*TASK DIRECTIONS*: From the records below, copy every line that contains the word "matches".

Stored data entries
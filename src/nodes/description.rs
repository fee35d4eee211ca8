//! Node type descriptions - declarative metadata about node capabilities.

use serde::{Deserialize, Serialize};
use serde_json::Value;
use std::collections::BTreeMap;

/// Namespace of the nodes shipped with n8n.
pub const BASE_NAMESPACE: &str = "n8n-nodes-base";

/// Connection type used by nodes that can be attached to an AI agent.
pub const AI_TOOL_CONNECTION: &str = "ai_tool";

/// Node type connection configuration.
#[derive(Debug, Clone, Serialize, Deserialize, PartialEq)]
#[serde(rename_all = "camelCase")]
pub struct NodeConnectionConfig {
    /// Connection type name.
    #[serde(rename = "type")]
    pub connection_type: String,
    /// Display label.
    #[serde(skip_serializing_if = "Option::is_none")]
    pub display_name: Option<String>,
    /// Whether this connection is required.
    #[serde(default)]
    pub required: bool,
    /// Maximum number of connections.
    #[serde(skip_serializing_if = "Option::is_none")]
    pub max_connections: Option<usize>,
}

impl NodeConnectionConfig {
    /// A plain connection of the given type.
    pub fn of_type(connection_type: impl Into<String>) -> Self {
        Self {
            connection_type: connection_type.into(),
            display_name: None,
            required: false,
            max_connections: None,
        }
    }

    pub fn main() -> Self {
        Self::of_type("main")
    }
}

/// Node property definition for configuration UI.
#[derive(Debug, Clone, Serialize, Deserialize, PartialEq)]
#[serde(rename_all = "camelCase")]
pub struct NodeProperty {
    /// Property name/key.
    pub name: String,
    /// Display name.
    pub display_name: String,
    /// Property type.
    #[serde(rename = "type")]
    pub property_type: NodePropertyType,
    /// Default value.
    #[serde(skip_serializing_if = "Option::is_none")]
    pub default: Option<Value>,
    /// Description/help text.
    #[serde(skip_serializing_if = "Option::is_none")]
    pub description: Option<String>,
    /// Whether the property is required.
    #[serde(default)]
    pub required: bool,
    /// Options for select/multiOptions types.
    #[serde(skip_serializing_if = "Option::is_none")]
    pub options: Option<Vec<NodePropertyOption>>,
    /// Placeholder text for inputs.
    #[serde(skip_serializing_if = "Option::is_none")]
    pub placeholder: Option<String>,
    /// Editor hints (rows, password, multipleValues, ...).
    #[serde(skip_serializing_if = "Option::is_none")]
    pub type_options: Option<Value>,
    /// Conditions under which the property is shown.
    #[serde(skip_serializing_if = "Option::is_none")]
    pub display_options: Option<Value>,
    #[serde(default, skip_serializing_if = "std::ops::Not::not")]
    pub no_data_expression: bool,
}

impl NodeProperty {
    /// Create a property with no default, options or hints.
    pub fn new(
        name: impl Into<String>,
        display_name: impl Into<String>,
        property_type: NodePropertyType,
    ) -> Self {
        Self {
            name: name.into(),
            display_name: display_name.into(),
            property_type,
            default: None,
            description: None,
            required: false,
            options: None,
            placeholder: None,
            type_options: None,
            display_options: None,
            no_data_expression: false,
        }
    }

    pub fn with_default(mut self, default: Value) -> Self {
        self.default = Some(default);
        self
    }

    pub fn with_description(mut self, description: impl Into<String>) -> Self {
        self.description = Some(description.into());
        self
    }

    pub fn with_placeholder(mut self, placeholder: impl Into<String>) -> Self {
        self.placeholder = Some(placeholder.into());
        self
    }

    pub fn with_options(mut self, options: Vec<NodePropertyOption>) -> Self {
        self.options = Some(options);
        self
    }

    pub fn with_type_options(mut self, type_options: Value) -> Self {
        self.type_options = Some(type_options);
        self
    }

    pub fn required(mut self) -> Self {
        self.required = true;
        self
    }

    /// Whether the editor masks this property's value.
    pub fn is_password(&self) -> bool {
        self.type_options
            .as_ref()
            .and_then(|opts| opts.get("password"))
            .and_then(Value::as_bool)
            .unwrap_or(false)
    }
}

/// Node property types.
#[derive(Debug, Clone, Copy, Serialize, Deserialize, PartialEq, Eq)]
#[serde(rename_all = "camelCase")]
pub enum NodePropertyType {
    String,
    Number,
    Boolean,
    Options,
    MultiOptions,
    Collection,
    FixedCollection,
    Json,
    Color,
    DateTime,
    ResourceLocator,
    ResourceMapper,
    Filter,
    AssignmentCollection,
    Credentials,
    Notice,
    Button,
}

/// Option for select properties.
#[derive(Debug, Clone, Serialize, Deserialize, PartialEq)]
pub struct NodePropertyOption {
    /// Option display name.
    pub name: String,
    /// Option value.
    pub value: Value,
    /// Description.
    #[serde(skip_serializing_if = "Option::is_none")]
    pub description: Option<String>,
}

impl NodePropertyOption {
    pub fn new(name: impl Into<String>, value: impl Into<Value>) -> Self {
        Self {
            name: name.into(),
            value: value.into(),
            description: None,
        }
    }

    pub fn with_description(mut self, description: impl Into<String>) -> Self {
        self.description = Some(description.into());
        self
    }
}

/// Node version can be single or multiple.
#[derive(Debug, Clone, Serialize, Deserialize, PartialEq)]
#[serde(untagged)]
pub enum NodeVersion {
    Single(u32),
    Multiple(Vec<u32>),
}

impl NodeVersion {
    pub fn latest(&self) -> u32 {
        match self {
            NodeVersion::Single(v) => *v,
            NodeVersion::Multiple(vs) => *vs.iter().max().unwrap_or(&1),
        }
    }
}

/// Credential description for node type.
#[derive(Debug, Clone, Serialize, Deserialize, PartialEq)]
#[serde(rename_all = "camelCase")]
pub struct NodeCredentialDescription {
    /// Credential type name.
    pub name: String,
    /// Whether required.
    #[serde(default)]
    pub required: bool,
    /// Display conditions.
    #[serde(skip_serializing_if = "Option::is_none")]
    pub display_options: Option<Value>,
}

/// Categorisation used by the node panel.
#[derive(Debug, Clone, Default, Serialize, Deserialize, PartialEq)]
#[serde(rename_all = "camelCase")]
pub struct NodeCodex {
    #[serde(default, skip_serializing_if = "Vec::is_empty")]
    pub categories: Vec<String>,
    #[serde(default, skip_serializing_if = "BTreeMap::is_empty")]
    pub subcategories: BTreeMap<String, Vec<String>>,
    #[serde(skip_serializing_if = "Option::is_none")]
    pub resources: Option<Value>,
}

/// Full description of one concrete node implementation.
#[derive(Debug, Clone, Serialize, Deserialize, PartialEq)]
#[serde(rename_all = "camelCase")]
pub struct NodeTypeDescription {
    /// Node type identifier. Base nodes carry it unprefixed.
    pub name: String,
    /// Display name.
    pub display_name: String,
    /// Node group/category.
    pub group: Vec<String>,
    /// Description text.
    pub description: String,
    /// Node version(s).
    pub version: NodeVersion,
    #[serde(skip_serializing_if = "Option::is_none")]
    pub default_version: Option<u32>,
    /// Icon identifier.
    #[serde(skip_serializing_if = "Option::is_none")]
    pub icon: Option<String>,
    /// Input connections.
    #[serde(default)]
    pub inputs: Vec<NodeConnectionConfig>,
    /// Output connections.
    #[serde(default)]
    pub outputs: Vec<NodeConnectionConfig>,
    /// Node properties.
    #[serde(default)]
    pub properties: Vec<NodeProperty>,
    /// Credential requirements.
    #[serde(skip_serializing_if = "Option::is_none")]
    pub credentials: Option<Vec<NodeCredentialDescription>>,
    /// Whether this is a polling node.
    #[serde(default)]
    pub polling: bool,
    /// Whether an AI agent may invoke this node as a tool.
    #[serde(default, skip_serializing_if = "std::ops::Not::not")]
    pub usable_as_tool: bool,
    #[serde(skip_serializing_if = "Option::is_none")]
    pub codex: Option<NodeCodex>,
}

impl NodeTypeDescription {
    /// Whether a property with the given name is declared.
    pub fn has_property(&self, name: &str) -> bool {
        self.properties.iter().any(|p| p.name == name)
    }

    /// Copy of this description whose name carries a namespace prefix.
    pub fn with_namespaced_name(&self) -> Self {
        let mut copy = self.clone();
        copy.name = namespaced_name(&copy.name);
        copy
    }
}

/// Shared metadata of a versioned node, independent of any single version.
#[derive(Debug, Clone, Serialize, Deserialize, PartialEq)]
#[serde(rename_all = "camelCase")]
pub struct NodeTypeBaseDescription {
    pub name: String,
    pub display_name: String,
    #[serde(default)]
    pub description: String,
    #[serde(default)]
    pub group: Vec<String>,
    #[serde(skip_serializing_if = "Option::is_none")]
    pub icon: Option<String>,
    pub default_version: u32,
}

/// A node type an execution needs a description for.
#[derive(Debug, Clone, Serialize, Deserialize, PartialEq, Eq)]
pub struct NeededNodeType {
    pub name: String,
    pub version: u32,
}

impl NeededNodeType {
    pub fn new(name: impl Into<String>, version: u32) -> Self {
        Self {
            name: name.into(),
            version,
        }
    }
}

/// Prefix `name` with the base namespace unless it already has an n8n namespace.
///
/// Nodes in the base package describe themselves unprefixed (`httpRequest`),
/// while the rest of the system addresses them as `n8n-nodes-base.httpRequest`.
pub fn namespaced_name(name: &str) -> String {
    if name.starts_with("n8n-nodes") {
        name.to_string()
    } else {
        format!("{}.{}", BASE_NAMESPACE, name)
    }
}

/// Drop a leading `n8n-nodes-base.` from a long type name.
pub fn strip_base_namespace(long_type: &str) -> &str {
    long_type
        .strip_prefix(BASE_NAMESPACE)
        .and_then(|rest| rest.strip_prefix('.'))
        .unwrap_or(long_type)
}
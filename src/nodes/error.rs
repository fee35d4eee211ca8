//! Error types for node type resolution and loading.

use std::path::PathBuf;
use thiserror::Error;

/// Errors raised by a [`NodeLoader`](super::NodeLoader) backend.
#[derive(Error, Debug, Clone, PartialEq)]
pub enum LoadError {
    #[error("Class '{class_name}' not found in {}", source_path.display())]
    ClassNotFound {
        class_name: String,
        source_path: PathBuf,
    },

    #[error("Failed to read {}: {message}", source_path.display())]
    Io {
        source_path: PathBuf,
        message: String,
    },

    #[error("Malformed node module {}: {message}", source_path.display())]
    Malformed {
        source_path: PathBuf,
        message: String,
    },

    #[error("Loading class '{class_name}' timed out after {timeout_ms}ms")]
    Timeout { class_name: String, timeout_ms: u64 },

    #[error("Loading class '{0}' panicked")]
    Panicked(String),
}

impl LoadError {
    pub fn is_class_not_found(&self) -> bool {
        matches!(self, Self::ClassNotFound { .. })
    }
}

/// Errors surfaced by the node type registry.
#[derive(Error, Debug, Clone, PartialEq)]
pub enum NodeTypesError {
    #[error("Unrecognized node type: {0}")]
    UnknownType(String),

    #[error("Node cannot be used as a tool: {0}")]
    NotUsableAsTool(String),

    #[error("Version {version} of node type '{node_type}' not found")]
    VersionNotFound { node_type: String, version: u32 },

    #[error(transparent)]
    Load(#[from] LoadError),
}

impl NodeTypesError {
    /// Check if this is an unknown type error.
    pub fn is_unknown_type(&self) -> bool {
        matches!(self, Self::UnknownType(_))
    }
}

/// Result type for registry operations.
pub type NodeTypesResult<T> = Result<T, NodeTypesError>;
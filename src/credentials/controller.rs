//! HTTP handlers for `/credentials`.
//!
//! Implements:
//! - GET /credentials
//! - GET /credentials/for-workflow
//! - GET /credentials/new
//! - GET /credentials/:credentialId
//! - POST /credentials/test
//! - POST /credentials
//! - PATCH /credentials/:credentialId
//! - DELETE /credentials/:credentialId
//! - PUT /credentials/:credentialId/share
//! - PUT /credentials/:credentialId/transfer

use axum::{
    extract::{FromRequestParts, Path, Query, State},
    http::request::Parts,
    routing::{get, post, put},
    Json, Router,
};
use uuid::Uuid;

use super::entities::User;
use super::requests::{
    CreateCredentialRequest, CredentialFilter, CredentialPayload, CredentialResponse,
    CredentialUsage, ForWorkflowParams, GetOneParams, ListQuery, ListQueryParams, NewNameParams,
    NewNameResponse, ShareCredentialRequest, TestCredentialRequest, TransferCredentialRequest,
    UsableCredential,
};
use super::tester::CredentialTestResult;
use crate::config::AppState;
use crate::error::{ApiError, ApiResult};
use crate::handlers::Data;

/// Header carrying the id of the authenticated user.
pub const USER_ID_HEADER: &str = "x-n8n-user-id";

/// The authenticated caller, resolved from [`USER_ID_HEADER`].
#[derive(Debug, Clone)]
pub struct CurrentUser(pub User);

#[axum::async_trait]
impl FromRequestParts<AppState> for CurrentUser {
    type Rejection = ApiError;

    async fn from_request_parts(parts: &mut Parts, state: &AppState) -> Result<Self, Self::Rejection> {
        let unauthorized = || ApiError::Unauthorized("Unauthorized".to_string());

        let user_id = parts
            .headers
            .get(USER_ID_HEADER)
            .and_then(|v| v.to_str().ok())
            .and_then(|v| Uuid::parse_str(v.trim()).ok())
            .ok_or_else(unauthorized)?;

        let user = state
            .credentials
            .find_user(user_id)
            .await?
            .ok_or_else(unauthorized)?;
        Ok(Self(user))
    }
}

pub fn router() -> Router<AppState> {
    Router::new()
        .route("/", get(get_many).post(create_credentials))
        .route("/for-workflow", get(get_project_credentials))
        .route("/new", get(generate_unique_name))
        .route("/test", post(test_credentials))
        .route(
            "/:credential_id",
            get(get_one).patch(update_credentials).delete(delete_credentials),
        )
        .route("/:credential_id/share", put(share_credentials))
        .route("/:credential_id/transfer", put(transfer))
}

/// GET /credentials
async fn get_many(
    State(state): State<AppState>,
    CurrentUser(user): CurrentUser,
    Query(params): Query<ListQueryParams>,
) -> ApiResult<Json<Data<Vec<CredentialResponse>>>> {
    let query = parse_list_query(&params)?;
    let include_scopes = params.include_scopes.as_deref() == Some("true");
    let credentials = state
        .credentials
        .get_many(&user, &query, include_scopes)
        .await?;
    Ok(Json(Data::new(credentials)))
}

/// GET /credentials/for-workflow
async fn get_project_credentials(
    State(state): State<AppState>,
    CurrentUser(user): CurrentUser,
    Query(params): Query<ForWorkflowParams>,
) -> ApiResult<Json<Data<Vec<UsableCredential>>>> {
    let usage = match (params.workflow_id, params.project_id) {
        (Some(workflow_id), None) => CredentialUsage::Workflow(workflow_id),
        (None, Some(project_id)) => CredentialUsage::Project(project_id),
        _ => {
            return Err(ApiError::BadRequest(
                "Exactly one of workflowId or projectId is required".to_string(),
            ));
        }
    };
    let credentials = state.credentials.get_for_workflow(&user, &usage).await?;
    Ok(Json(Data::new(credentials)))
}

/// GET /credentials/new
async fn generate_unique_name(
    State(state): State<AppState>,
    CurrentUser(_user): CurrentUser,
    Query(params): Query<NewNameParams>,
) -> ApiResult<Json<Data<NewNameResponse>>> {
    let name = state.credentials.unique_name(params.name.as_deref()).await?;
    Ok(Json(Data::new(NewNameResponse { name })))
}

/// GET /credentials/:credentialId
async fn get_one(
    State(state): State<AppState>,
    CurrentUser(user): CurrentUser,
    Path(credential_id): Path<String>,
    Query(params): Query<GetOneParams>,
) -> ApiResult<Json<Data<CredentialResponse>>> {
    let include_data = params.include_data.as_deref() == Some("true");
    let credential = state
        .credentials
        .get_one(&user, &credential_id, include_data)
        .await?;
    Ok(Json(Data::new(credential)))
}

/// POST /credentials/test
async fn test_credentials(
    State(state): State<AppState>,
    CurrentUser(user): CurrentUser,
    Json(body): Json<TestCredentialRequest>,
) -> ApiResult<Json<Data<CredentialTestResult>>> {
    let result = state.credentials.test(&user, &body.credentials).await?;
    Ok(Json(Data::new(result)))
}

/// POST /credentials
async fn create_credentials(
    State(state): State<AppState>,
    CurrentUser(user): CurrentUser,
    Json(body): Json<CreateCredentialRequest>,
) -> ApiResult<Json<Data<CredentialResponse>>> {
    let credential = state.credentials.create(&user, body).await?;
    Ok(Json(Data::new(credential)))
}

/// PATCH /credentials/:credentialId
async fn update_credentials(
    State(state): State<AppState>,
    CurrentUser(user): CurrentUser,
    Path(credential_id): Path<String>,
    Json(body): Json<CredentialPayload>,
) -> ApiResult<Json<Data<CredentialResponse>>> {
    let credential = state
        .credentials
        .update(&user, &credential_id, body)
        .await?;
    Ok(Json(Data::new(credential)))
}

/// DELETE /credentials/:credentialId
async fn delete_credentials(
    State(state): State<AppState>,
    CurrentUser(user): CurrentUser,
    Path(credential_id): Path<String>,
) -> ApiResult<Json<Data<bool>>> {
    let deleted = state.credentials.delete(&user, &credential_id).await?;
    Ok(Json(Data::new(deleted)))
}

/// PUT /credentials/:credentialId/share
async fn share_credentials(
    State(state): State<AppState>,
    CurrentUser(user): CurrentUser,
    Path(credential_id): Path<String>,
    Json(body): Json<ShareCredentialRequest>,
) -> ApiResult<Json<Data<()>>> {
    state
        .credentials
        .share(&user, &credential_id, &body.share_with_ids)
        .await?;
    Ok(Json(Data::new(())))
}

/// PUT /credentials/:credentialId/transfer
async fn transfer(
    State(state): State<AppState>,
    CurrentUser(user): CurrentUser,
    Path(credential_id): Path<String>,
    Json(body): Json<TransferCredentialRequest>,
) -> ApiResult<Json<Data<()>>> {
    state
        .credentials
        .transfer(&user, &credential_id, &body.destination_project_id)
        .await?;
    Ok(Json(Data::new(())))
}

fn parse_list_query(params: &ListQueryParams) -> ApiResult<ListQuery> {
    let filter = match params.filter.as_deref() {
        Some(raw) if !raw.trim().is_empty() => serde_json::from_str::<CredentialFilter>(raw)
            .map_err(|e| ApiError::BadRequest(format!("Invalid filter: {}", e)))?,
        _ => CredentialFilter::default(),
    };
    let take = params
        .take
        .as_deref()
        .map(|v| parse_count(v, "take"))
        .transpose()?;
    let skip = params
        .skip
        .as_deref()
        .map(|v| parse_count(v, "skip"))
        .transpose()?
        .unwrap_or(0);
    Ok(ListQuery { filter, take, skip })
}

fn parse_count(value: &str, name: &str) -> ApiResult<usize> {
    value
        .parse()
        .map_err(|_| ApiError::BadRequest(format!("Parameter \"{}\" must be a non-negative integer", name)))
}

*RESULT OF THE EXERCISE*:
        matches!(self, Self::ClassNotFound { .. })
        matches!(self, Self::UnknownType(_))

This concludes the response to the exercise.